Shares of HCW Biologics slid 16% to $1.12 on May 19, after a blistering rally that had tripled the stock from $0.34 to $1.34 in a single session last week. The catalyst for that surge — a one-time licensing deal that made Q1 look profitable — is now being reassessed by traders who see a company still teetering on the edge of survival.

A Single Deal Made the Entire Quarter — and It Won't Repeat. Q1 2026 revenue rose to $6.54 million from just $5,065 a year earlier, primarily from a $6.5 million licensing agreement with Beijing Trimmune.

The deal generated a $3.5 million cash fee and a $3.5 million equity interest. Strip away that single transaction and the company had virtually zero revenue. Net income swung to $3.47 million from a $2.2 million loss. That profit headline fueled the rally, but investors are now recognizing it was a one-off, not a sign of recurring business.
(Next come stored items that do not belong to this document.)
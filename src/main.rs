//! AssetDesk - Asset and Employee Tracking
//!
//! Boots a session from configuration and prints the dashboard snapshot.

use assetdesk::{config::AppConfig, logging, AppState};

const RECENT_ACTIVITY_LIMIT: usize = 10;

fn main() -> anyhow::Result<()> {
    // Load environment variables from .env file
    dotenvy::dotenv().ok();

    let config = AppConfig::load()?;
    let _guard = logging::init_tracing(&config.logging)?;

    tracing::info!("Starting AssetDesk v{}", env!("CARGO_PKG_VERSION"));

    let state = AppState::new(config);
    let snapshot = state.dashboard().snapshot(RECENT_ACTIVITY_LIMIT);

    tracing::info!(
        "Session ready: {} assets ({} assigned, {} available), {} employees",
        snapshot.stats.total_assets,
        snapshot.stats.assigned_assets,
        snapshot.stats.available_assets,
        snapshot.stats.active_employees
    );
    for alert in &snapshot.alerts {
        tracing::warn!("Maintenance alert for {} {}: {:?}", alert.asset_id, alert.asset_name, alert.reason);
    }

    println!("{}", serde_json::to_string_pretty(&snapshot)?);
    Ok(())
}
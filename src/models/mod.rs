//! Data models for AssetDesk

pub mod activity;
pub mod asset;
pub mod employee;
pub mod enums;
pub mod ids;
pub mod notification;
pub mod session;

// Re-export commonly used types
pub use activity::{Activity, ActivityKind};
pub use asset::{Asset, AssetForm, Assignment, AssignmentForm, CreateAsset, UpdateAsset};
pub use employee::{AssigneeOption, CreateEmployee, Employee, EmployeeForm, UpdateEmployee};
pub use enums::{AssetStatus, AssetType, Department, Role};
pub use ids::{AssetId, EmployeeId};
pub use notification::{Notification, Notifications, Variant};
pub use session::{Credentials, MenuSection, UserProfile};
//! Session login against the fixed credential map

use crate::{
    config::AuthConfig,
    error::{AppError, AppResult},
    models::{Credentials, MenuSection, Notification, Notifications, UserProfile},
};

pub struct AuthService<'a> {
    config: &'a AuthConfig,
    session: &'a mut Option<UserProfile>,
    notifications: &'a mut Notifications,
}

impl<'a> AuthService<'a> {
    pub fn new(
        config: &'a AuthConfig,
        session: &'a mut Option<UserProfile>,
        notifications: &'a mut Notifications,
    ) -> Self {
        Self {
            config,
            session,
            notifications,
        }
    }

    /// Profile for the credentials, if the pair is known
    fn lookup(&self, credentials: &Credentials) -> Option<UserProfile> {
        let account = self.config.accounts.iter().find(|a| a.email == credentials.email)?;
        if credentials.password != self.config.shared_password {
            return None;
        }
        Some(UserProfile {
            email: account.email.clone(),
            role: account.role,
            name: account.name.clone(),
            department: account.department,
        })
    }

    /// Start a session. The previous session, if any, is replaced.
    pub fn login(&mut self, credentials: &Credentials) -> AppResult<UserProfile> {
        let Some(profile) = self.lookup(credentials) else {
            tracing::warn!("Failed login attempt for {}", credentials.email);
            self.notifications
                .push(Notification::failure("Login Failed", "Invalid email or password"));
            return Err(AppError::Authentication("Invalid email or password".to_string()));
        };

        tracing::info!("User {} logged in as {}", profile.email, profile.role);
        self.notifications.push(Notification::success(
            "Login Successful",
            format!("Welcome back, {}!", profile.name),
        ));
        *self.session = Some(profile.clone());
        Ok(profile)
    }

    pub fn logout(&mut self) -> Option<UserProfile> {
        let profile = self.session.take()?;
        tracing::info!("User {} logged out", profile.email);
        self.notifications.push(Notification::success(
            "Logged Out",
            "You have been successfully logged out",
        ));
        Some(profile)
    }

    pub fn current_user(&self) -> Option<&UserProfile> {
        self.session.as_ref()
    }

    /// Check that the current user may open `section`
    pub fn open_section(&self, section: MenuSection) -> AppResult<&UserProfile> {
        let profile = self
            .session
            .as_ref()
            .ok_or_else(|| AppError::Authentication("Not logged in".to_string()))?;
        profile.require_section(section)?;
        Ok(profile)
    }
}
//! In-memory record store
//!
//! Every mutation builds a new collection and swaps the `Arc`, so a caller
//! holding an older snapshot can detect a change with [`Arc::ptr_eq`].

pub mod activity;
pub mod assets;
pub mod employees;
pub mod seed;

use std::sync::Arc;

use crate::models::{Asset, Employee};

pub use activity::ActivityLog;

/// One copy-on-write collection plus its id counter
#[derive(Debug, Clone)]
pub struct Collection<T> {
    records: Arc<Vec<T>>,
    next_seq: u32,
}

impl<T: Clone> Collection<T> {
    pub fn new() -> Self {
        Self {
            records: Arc::new(Vec::new()),
            next_seq: 1,
        }
    }

    /// Start from existing records; the counter continues after the highest sequence
    pub fn from_records(records: Vec<T>, seq_of: impl Fn(&T) -> u32) -> Self {
        let next_seq = records.iter().map(seq_of).max().unwrap_or(0) + 1;
        Self {
            records: Arc::new(records),
            next_seq,
        }
    }

    pub fn snapshot(&self) -> Arc<Vec<T>> {
        Arc::clone(&self.records)
    }

    pub fn as_slice(&self) -> &[T] {
        &self.records
    }

    pub fn len(&self) -> usize {
        self.records.len()
    }

    pub fn is_empty(&self) -> bool {
        self.records.is_empty()
    }

    pub fn find(&self, pred: impl Fn(&T) -> bool) -> Option<&T> {
        self.records.iter().find(|r| pred(r))
    }

    /// Never reused, even after the newest record is deleted
    fn take_seq(&mut self) -> u32 {
        let seq = self.next_seq;
        self.next_seq += 1;
        seq
    }

    fn push(&mut self, record: T) {
        let mut records = Vec::with_capacity(self.records.len() + 1);
        records.extend(self.records.iter().cloned());
        records.push(record);
        self.records = Arc::new(records);
    }

    fn update_where(&mut self, pred: impl Fn(&T) -> bool, f: impl FnOnce(&mut T)) -> Option<T> {
        let pos = self.records.iter().position(pred)?;
        let mut records = self.records.as_ref().clone();
        f(&mut records[pos]);
        let updated = records[pos].clone();
        self.records = Arc::new(records);
        Some(updated)
    }

    /// Apply `f` to every record; the collection is replaced only if some call returned true
    fn update_all(&mut self, mut f: impl FnMut(&mut T) -> bool) -> usize {
        let mut records = self.records.as_ref().clone();
        let changed = records.iter_mut().map(|r| f(r)).filter(|c| *c).count();
        if changed > 0 {
            self.records = Arc::new(records);
        }
        changed
    }

    fn remove_where(&mut self, pred: impl Fn(&T) -> bool) -> Option<T> {
        let pos = self.records.iter().position(pred)?;
        let mut records = self.records.as_ref().clone();
        let removed = records.remove(pos);
        self.records = Arc::new(records);
        Some(removed)
    }
}

impl<T: Clone> Default for Collection<T> {
    fn default() -> Self {
        Self::new()
    }
}

/// The session's single source of truth
#[derive(Debug, Clone)]
pub struct Repository {
    pub(crate) assets: Collection<Asset>,
    pub(crate) employees: Collection<Employee>,
    pub(crate) activity: ActivityLog,
    revision: u64,
}

impl Repository {
    /// Create an empty store
    pub fn new(activity_capacity: usize) -> Self {
        Self {
            assets: Collection::new(),
            employees: Collection::new(),
            activity: ActivityLog::new(activity_capacity),
            revision: 0,
        }
    }

    /// Increases on every effective mutation
    pub fn revision(&self) -> u64 {
        self.revision
    }

    fn touch(&mut self) {
        self.revision += 1;
    }

    /// Move an asset name between holders' `assigned_assets` lists.
    /// Each side touches the first employee carrying that name.
    fn transfer_holding(&mut self, asset_name: &str, from: Option<&str>, to: Option<&str>) {
        if let Some(from) = from {
            self.employees.update_where(
                |e| e.name == from && e.assigned_assets.iter().any(|a| a == asset_name),
                |e| e.release_asset(asset_name),
            );
        }
        if let Some(to) = to {
            self.employees
                .update_where(|e| e.name == to, |e| e.assigned_assets.push(asset_name.to_string()));
        }
    }
}

impl Default for Repository {
    fn default() -> Self {
        Self::new(crate::config::ActivityConfig::default().capacity)
    }
}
The Cash Vault Is Nearly Empty. As of March 31, cash stood at just $1.23 million, while management disclosed cumulative net losses of $102.3 million and explicitly stated "substantial doubt" about continuing as a going concern — accounting language meaning the company may not survive the next 12 months without fresh money. Current liabilities totaled $19.96 million , dwarfing available cash roughly 16 to 1.

Nasdaq Delisting Risk Hangs Over Every Trade. On March 26, the company received notice it had again fallen out of compliance with Nasdaq's $1.00 minimum bid price rule.

On May 5, HCW Biologics was granted a hearing to appeal a Nasdaq staff determination to delist its securities. A failed appeal would push shares to over-the-counter markets, likely crushing liquidity and scaring off institutional holders.

Cost Cuts Are Real but Tiny Relative to the Hole. R&D and general expenses declined 15% and 18% year-over-year , but these savings amount to only a few hundred thousand dollars — immaterial against $21.6 million in total liabilities. A $20 million standby equity purchase agreement exists but depends on market conditions and shareholder approval , neither of which is guaranteed at this price.

Today's selloff reflects a market waking up from a sugar high. Without recurring revenue, new capital, or a favorable Nasdaq ruling, HCWB's brief moment of profitability may be remembered as the exception that proved the rule.